PHILIPSBURG--Functioning of government should be functional, said President of Parliament Gracita Arrindell on Tuesday as she reiterated comments, made during Aruba's 25th anniversary of country status, about a need for some re-engineering of institutions and structures that carry out checks and balances.
"You shouldn't have too many rules and regulations that would choke or hamper the normal day to day management of government whether on the council of ministers side or parliament side," she stated during a press conference.
"Yes, we have these institutions, doesn't mean that they are a 'heilige koe' (holy cow)," Arrindell said. If things need to be reviewed, whether by this parliament or another, "to make the effective and efficient working of government in the interest of the people and not just for the sake of complying with a regulation, then it shouldn't be taboo not to scrutinize and re-discuss these issues."
There are some 13 entities, including the state councils, the Committee for Financial Supervision CFT and the media, that review the work of government and parliament. Some of these deliver monthly and quarterly reports which government and parliament must heed as well as be in conformity with the laws that already regulate their functioning. "Our actions are scrutinized by all of these entities," she pointed out.

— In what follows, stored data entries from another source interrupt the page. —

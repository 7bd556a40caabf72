//! Per-clip results, batch summaries and the chunking arithmetic.

use serde::Serialize;
use std::collections::BTreeSet;
use std::fmt;

use super::clip::{chunk_index_from_key, ClipId};

/// Pipeline stages that can fail. Stage names prefix the error text of a
/// failed clip so callers can attribute the failure.
#[derive(Debug, Clone, Copy, PartialEq, Eq)]
pub enum PipelineStage {
    CheckExisting,
    Download,
    ProbeDuration,
    ExtractAudio,
    UploadVideo,
    UploadAudio,
    BuildChunks,
    UploadChunks,
}

impl PipelineStage {
    pub fn as_str(self) -> &'static str {
        match self {
            PipelineStage::CheckExisting => "check_existing",
            PipelineStage::Download => "download",
            PipelineStage::ProbeDuration => "probe_duration",
            PipelineStage::ExtractAudio => "extract_audio",
            PipelineStage::UploadVideo => "upload_video",
            PipelineStage::UploadAudio => "upload_audio",
            PipelineStage::BuildChunks => "build_chunks",
            PipelineStage::UploadChunks => "upload_chunks",
        }
    }
}

impl fmt::Display for PipelineStage {
    fn fmt(&self, f: &mut fmt::Formatter<'_>) -> fmt::Result {
        f.write_str(self.as_str())
    }
}

/// Outcome of one pipeline run for one clip. Built once, never mutated
/// after it is returned.
#[derive(Debug, Clone, PartialEq, Serialize)]
pub struct ClipProcessingResult {
    pub clip_id: String,
    pub success: bool,
    #[serde(skip_serializing_if = "std::ops::Not::not")]
    pub partial_success: bool,
    pub files_uploaded: Vec<String>,
    pub duration: Option<f64>,
    pub error: Option<String>,
    pub needs_chunking: bool,
}

impl ClipProcessingResult {
    pub fn new(clip_id: &ClipId) -> Self {
        Self {
            clip_id: clip_id.to_string(),
            success: false,
            partial_success: false,
            files_uploaded: Vec::new(),
            duration: None,
            error: None,
            needs_chunking: false,
        }
    }

    pub(crate) fn fail(mut self, stage: PipelineStage, message: impl fmt::Display) -> Self {
        self.success = false;
        self.error = Some(format!("{}: {}", stage, message));
        self
    }

    pub(crate) fn partial(mut self, stage: PipelineStage, message: impl fmt::Display) -> Self {
        self.partial_success = true;
        self.fail(stage, message)
    }

    pub(crate) fn succeed(mut self) -> Self {
        self.success = true;
        self.error = None;
        self
    }
}

/// Aggregate of a batch. `failed > 0` is the only batch-level failure signal.
#[derive(Debug, Clone, PartialEq, Serialize)]
pub struct BatchSummary {
    pub total: usize,
    pub successful: usize,
    pub failed: usize,
    pub results: Vec<ClipProcessingResult>,
}

impl BatchSummary {
    pub fn from_results(results: Vec<ClipProcessingResult>) -> Self {
        let successful = results.iter().filter(|r| r.success).count();
        Self {
            total: results.len(),
            successful,
            failed: results.len() - successful,
            results,
        }
    }
}

/// What the object store already holds for a clip.
#[derive(Debug, Clone, Default, PartialEq, Eq)]
pub struct ProcessingStatusSnapshot {
    pub video_exists: bool,
    pub audio_exists: bool,
    pub chunk_keys: Vec<String>,
}

impl ProcessingStatusSnapshot {
    /// Distinct chunk indices among the listed keys. Keys that do not parse
    /// as `chunk_NNN.wav` are ignored.
    fn chunk_indices(&self) -> BTreeSet<usize> {
        self.chunk_keys
            .iter()
            .filter_map(|key| chunk_index_from_key(key))
            .collect()
    }

    /// Chunk count implied by the highest 0-based chunk index present.
    pub fn expected_chunks(&self) -> usize {
        self.chunk_indices().last().map(|max| max + 1).unwrap_or(0)
    }

    pub fn chunking_performed(&self) -> bool {
        !self.chunk_indices().is_empty()
    }

    /// Complete means the canonical audio exists and a gap-free chunk set is
    /// present. Main files without chunks never count as complete, since
    /// whether chunking was needed is unknown until duration is re-probed.
    pub fn is_complete(&self) -> bool {
        let indices = self.chunk_indices();
        self.audio_exists && !indices.is_empty() && indices.len() == self.expected_chunks()
    }

    pub fn has_partial_files(&self) -> bool {
        !self.is_complete() && (self.video_exists || self.audio_exists || self.chunking_performed())
    }

    /// Keys to report when the clip short-circuits as already complete.
    pub fn existing_keys(&self, clip_id: &ClipId) -> Vec<String> {
        let mut keys = Vec::with_capacity(2 + self.chunk_keys.len());
        if self.video_exists {
            keys.push(clip_id.video_key());
        }
        if self.audio_exists {
            keys.push(clip_id.audio_key());
        }
        keys.extend(self.chunk_keys.iter().cloned());
        keys
    }
}

/// `ceil(total / chunk_len)`; zero for non-positive inputs.
pub fn chunk_count(total_duration: f64, chunk_len: u32) -> usize {
    if !(total_duration > 0.0) || chunk_len == 0 {
        return 0;
    }
    (total_duration / f64::from(chunk_len)).ceil() as usize
}

/// Probed durations that are missing or non-positive mean "no chunking".
pub fn needs_chunking(duration: Option<f64>, max_clip_duration: u32) -> bool {
    matches!(duration, Some(d) if d > f64::from(max_clip_duration))
}

#[cfg(test)]
mod tests {
    use super::*;

    fn id() -> ClipId {
        ClipId::parse("abc123").unwrap()
    }

    #[test]
    fn four_hundred_seconds_makes_five_chunks() {
        assert_eq!(chunk_count(400.0, 90), 5);
        let keys: Vec<String> = (0..5).map(|i| id().chunk_key(i)).collect();
        assert_eq!(keys.first().unwrap(), "audio/abc123/chunk_000.wav");
        assert_eq!(keys.last().unwrap(), "audio/abc123/chunk_004.wav");
    }

    #[test]
    fn chunk_count_edges() {
        assert_eq!(chunk_count(90.0, 90), 1);
        assert_eq!(chunk_count(90.5, 90), 2);
        assert_eq!(chunk_count(0.0, 90), 0);
        assert_eq!(chunk_count(-3.0, 90), 0);
        assert_eq!(chunk_count(f64::NAN, 90), 0);
    }

    #[test]
    fn chunking_threshold() {
        assert!(!needs_chunking(None, 300));
        assert!(!needs_chunking(Some(300.0), 300));
        assert!(needs_chunking(Some(300.1), 300));
    }

    #[test]
    fn main_files_without_chunks_are_incomplete() {
        let snapshot = ProcessingStatusSnapshot {
            video_exists: true,
            audio_exists: true,
            chunk_keys: vec![],
        };
        assert!(!snapshot.is_complete());
        assert!(snapshot.has_partial_files());
    }

    #[test]
    fn gap_in_chunks_is_incomplete() {
        let snapshot = ProcessingStatusSnapshot {
            video_exists: true,
            audio_exists: true,
            chunk_keys: vec![id().chunk_key(0), id().chunk_key(2)],
        };
        assert_eq!(snapshot.expected_chunks(), 3);
        assert!(!snapshot.is_complete());
    }

    #[test]
    fn stray_chunk_keys_cannot_fill_a_gap() {
        let snapshot = ProcessingStatusSnapshot {
            video_exists: true,
            audio_exists: true,
            chunk_keys: vec![
                id().chunk_key(0),
                id().chunk_key(2),
                "audio/abc123/chunk_tmp.wav".to_string(),
            ],
        };
        assert_eq!(snapshot.expected_chunks(), 3);
        assert!(!snapshot.is_complete());
        assert!(snapshot.has_partial_files());
    }

    #[test]
    fn stage_names_prefix_errors() {
        let failed = ClipProcessingResult::new(&id()).fail(PipelineStage::Download, "404");
        assert_eq!(failed.error.as_deref(), Some("download: 404"));
        assert_eq!(PipelineStage::CheckExisting.to_string(), "check_existing");
        assert_eq!(PipelineStage::ProbeDuration.to_string(), "probe_duration");
    }

    #[test]
    fn full_chunk_set_is_complete() {
        let snapshot = ProcessingStatusSnapshot {
            video_exists: true,
            audio_exists: true,
            chunk_keys: (0..3).map(|i| id().chunk_key(i)).collect(),
        };
        assert!(snapshot.is_complete());
        assert!(!snapshot.has_partial_files());
        assert_eq!(snapshot.existing_keys(&id()).len(), 5);
    }

    #[test]
    fn chunks_without_audio_are_incomplete() {
        let snapshot = ProcessingStatusSnapshot {
            video_exists: true,
            audio_exists: false,
            chunk_keys: vec![id().chunk_key(0)],
        };
        assert!(!snapshot.is_complete());
    }

    #[test]
    fn summary_counts_partial_as_failed() {
        let ok = ClipProcessingResult::new(&id()).succeed();
        let partial = ClipProcessingResult::new(&id()).partial(PipelineStage::UploadAudio, "boom");
        let summary = BatchSummary::from_results(vec![ok, partial]);
        assert_eq!(summary.total, 2);
        assert_eq!(summary.successful, 1);
        assert_eq!(summary.failed, 1);
        assert_eq!(
            summary.results[1].error.as_deref(),
            Some("upload_audio: boom")
        );
    }
}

"We are complying as much as we can, seeing that we have just started as a new country," Arrindell said, adding that for a small country like St. Maarten, keeping up with, and living up to expectations of all entities is "very difficult, but not impossible."
She said her comments had come with the backdrop of Aruba's celebrations of its country-hood and the fact that is has managed to survive well these past 25 years without some of the institutions "put into our laws" for checks and balances.
"We are doing very well as a new country against the light of the responsibilities of the institutions," she said.
As for the re-engineering of the checks and balances, Arrindell said there is no plan formulated as yet for this. "That does not mean we should not start looking and thinking about it. It's food for thought and perhaps the institutions themselves would say 'we never looked at it from that side.'"
The president recalled that in the early 1970s the Netherlands had "a huge impetus" to deregulate many laws that were "stifling" the functioning of government and other institutions.